The arrows connect two classes with inheritance relationship, take PurePosixPath and PurePath class as an example, PurePosixPath inherits from PurePath, that is, the former is a subclass of the latter.

  • PurePath class: treats a path as an ordinary string, and it can stitch multiple specified strings into the path format applicable to the current operating system, and also can determine whether any two paths are equal. From the English name, Pure means pure, which means that PurePath class is purely concerned with the operation of paths, regardless of the reality of whether the paths are valid in the real file system, whether the files exist, whether the directories exist, etc.
  • PurePosixPath and PureWindowsPath are subclasses of PurePath, the former is used to manipulate paths for UNIX (including Mac OS X) style operating systems, and the latter is used to manipulate paths for Windows operating systems. We all know that there are some differences in path separators between the two styles of operating systems.
  • The Path class differs from the above 3 classes in that it manipulates paths along with files/directories and interacts with the real file system, for example to determine if the path is real or not.
  • PosixPath and WindowsPath are subclasses of Path and are used to manipulate Unix (Mac OS X) style paths and Windows style paths respectively.

The three pure path classes PurePath, PurePosixPath and PureWindowsPath are often used in special cases, such as

  • If you need to manipulate a Windows path in a Unix device, or a Unix path in a Windiws device. Because we can’t instantiate a real Windows path on Unix, but we can instantiate a pure Windows path and pretend we are manipulating windows.
  • You want to make sure that your code only manipulates the path and does not interact with the OS for real.

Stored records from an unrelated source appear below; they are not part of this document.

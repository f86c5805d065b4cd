//! GraphQL over HTTP.

use async_trait::async_trait;
use reqwest::header::{HeaderMap, HeaderName, HeaderValue};
use serde::Deserialize;
use tetherlens_proto::{GraphQlRequest, QueryResult};

use crate::config::ClientConfig;
use crate::error::Error;
use crate::executor::QueryExecutor;

#[derive(Debug, Deserialize)]
struct Envelope {
    #[serde(default)]
    data: Option<serde_json::Value>,
    #[serde(default)]
    errors: Vec<GraphQlError>,
}

#[derive(Debug, Deserialize)]
struct GraphQlError {
    message: String,
}

/// Posts `{query, variables}` as JSON to the configured endpoint.
#[derive(Debug, Clone)]
pub struct HttpExecutor {
    client: reqwest::Client,
    endpoint: String,
}

impl HttpExecutor {
    /// Build an executor, validating the configured headers.
    pub fn new(config: &ClientConfig) -> Result<Self, Error> {
        if config.endpoint.trim().is_empty() {
            return Err(Error::Config("endpoint must not be empty".into()));
        }

        let mut headers = HeaderMap::new();
        for (name, value) in &config.headers {
            let name = HeaderName::from_bytes(name.as_bytes())
                .map_err(|e| Error::Config(format!("header name '{}': {}", name, e)))?;
            let mut value = HeaderValue::from_str(value)
                .map_err(|e| Error::Config(format!("header '{}': {}", name, e)))?;
            if name == reqwest::header::AUTHORIZATION {
                value.set_sensitive(true);
            }
            headers.insert(name, value);
        }

        let client = reqwest::Client::builder()
            .timeout(config.timeout)
            .user_agent(config.user_agent.as_str())
            .default_headers(headers)
            .build()
            .map_err(|e| Error::Config(e.to_string()))?;

        Ok(Self {
            client,
            endpoint: config.endpoint.clone(),
        })
    }

    /// Endpoint this executor posts to.
    pub fn endpoint(&self) -> &str {
        &self.endpoint
    }
}

#[async_trait]
impl QueryExecutor for HttpExecutor {
    async fn execute(&self, request: &GraphQlRequest) -> Result<QueryResult, Error> {
        tracing::debug!(endpoint = %self.endpoint, "posting graphql request");

        let response = self.client.post(&self.endpoint).json(request).send().await?;
        let status = response.status();
        if !status.is_success() {
            return Err(Error::Status(status.as_u16()));
        }

        let body = response.bytes().await?;
        parse_response(&body)
    }
}

/// Interpret a GraphQL response body.
pub fn parse_response(body: &[u8]) -> Result<QueryResult, Error> {
    let envelope: Envelope =
        serde_json::from_slice(body).map_err(|e| Error::Decode(e.to_string()))?;

    if !envelope.errors.is_empty() {
        return Err(Error::GraphQl(
            envelope.errors.into_iter().map(|e| e.message).collect(),
        ));
    }

    match envelope.data {
        Some(data) => Ok(QueryResult::from_json(data)?),
        None => Err(Error::Decode("response carries neither data nor errors".into())),
    }
}

#[cfg(test)]
mod tests {
    use super::*;
    use std::time::Duration;

    #[test]
    fn test_parse_data() {
        let body = br#"{"data": {"transfers": [
            {"id": "1", "from": "0xa", "to": "0xb", "value": "5",
             "blockNumber": "19000000", "blockTimestamp": "1700000000",
             "transactionHash": "0xfeed"}
        ]}}"#;

        let result = parse_response(body).unwrap();
        let rows = result.collection("transfers").unwrap();
        assert_eq!(rows.len(), 1);
        assert_eq!(rows[0].get("value"), Some("5"));
    }

    #[test]
    fn test_parse_errors() {
        let body = br#"{"errors": [{"message": "Type `Query` has no field `foo`"}, {"message": "second"}]}"#;
        match parse_response(body) {
            Err(Error::GraphQl(messages)) => {
                assert_eq!(messages.len(), 2);
                assert_eq!(messages[1], "second");
            }
            other => panic!("expected graphql error, got {:?}", other),
        }
    }

    #[test]
    fn test_parse_errors_win_over_partial_data() {
        let body = br#"{"data": {"transfers": []}, "errors": [{"message": "indexing error"}]}"#;
        assert!(matches!(parse_response(body), Err(Error::GraphQl(_))));
    }

    #[test]
    fn test_parse_garbage() {
        assert!(matches!(parse_response(b"<html>"), Err(Error::Decode(_))));
        assert!(matches!(parse_response(b"{}"), Err(Error::Decode(_))));
        assert!(matches!(
            parse_response(br#"{"data": {"transfers": {"id": "1"}}}"#),
            Err(Error::Protocol(_))
        ));
    }

    #[test]
    fn test_invalid_header_rejected() {
        let config = ClientConfig::localhost().with_header("bad header", "x");
        assert!(matches!(HttpExecutor::new(&config), Err(Error::Config(_))));

        let config = ClientConfig::localhost().with_header("X-Ok", "line\nbreak");
        assert!(matches!(HttpExecutor::new(&config), Err(Error::Config(_))));
    }

    #[test]
    fn test_empty_endpoint_rejected() {
        let config = ClientConfig::new(" ").with_timeout(Duration::from_secs(1));
        assert!(matches!(HttpExecutor::new(&config), Err(Error::Config(_))));
    }

    #[tokio::test]
    async fn test_unreachable_endpoint_is_transport_error() {
        let config = ClientConfig::new("http://127.0.0.1:9/graphql")
            .with_timeout(Duration::from_millis(500));
        let executor = HttpExecutor::new(&config).unwrap();
        let request = GraphQlRequest {
            query: "{ transfers { id } }".into(),
            variables: serde_json::json!({}),
        };
        assert!(matches!(
            executor.execute(&request).await,
            Err(Error::Transport(_))
        ));
    }
}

The format of paths is completely different between UNIX type operating systems and Windows operating systems, the main difference is the root path and path separator, the UNIX system root path is a slash (/), while the Windows system root path is the disk character (C:); UNIX system paths use the separator is a forward slash (/), while Windows uses a backslash (\).

1. PurePath Class

The PurePath class (as well as the PurePosixPath class and the PureWindowsPath class) provide a number of constructors, instance methods, and class instance properties for us to use.

The PurePath class is automatically adapted to the operating system when it is instantiated. If you are on a UNIX or Mac OS X system, the constructor method actually returns a PurePosixPath object; conversely, if you are using PurePath to create an instance on a Windows system, the constructor method returns a PureWindowsPath object.

For example, the following statement is executed on a Windows system.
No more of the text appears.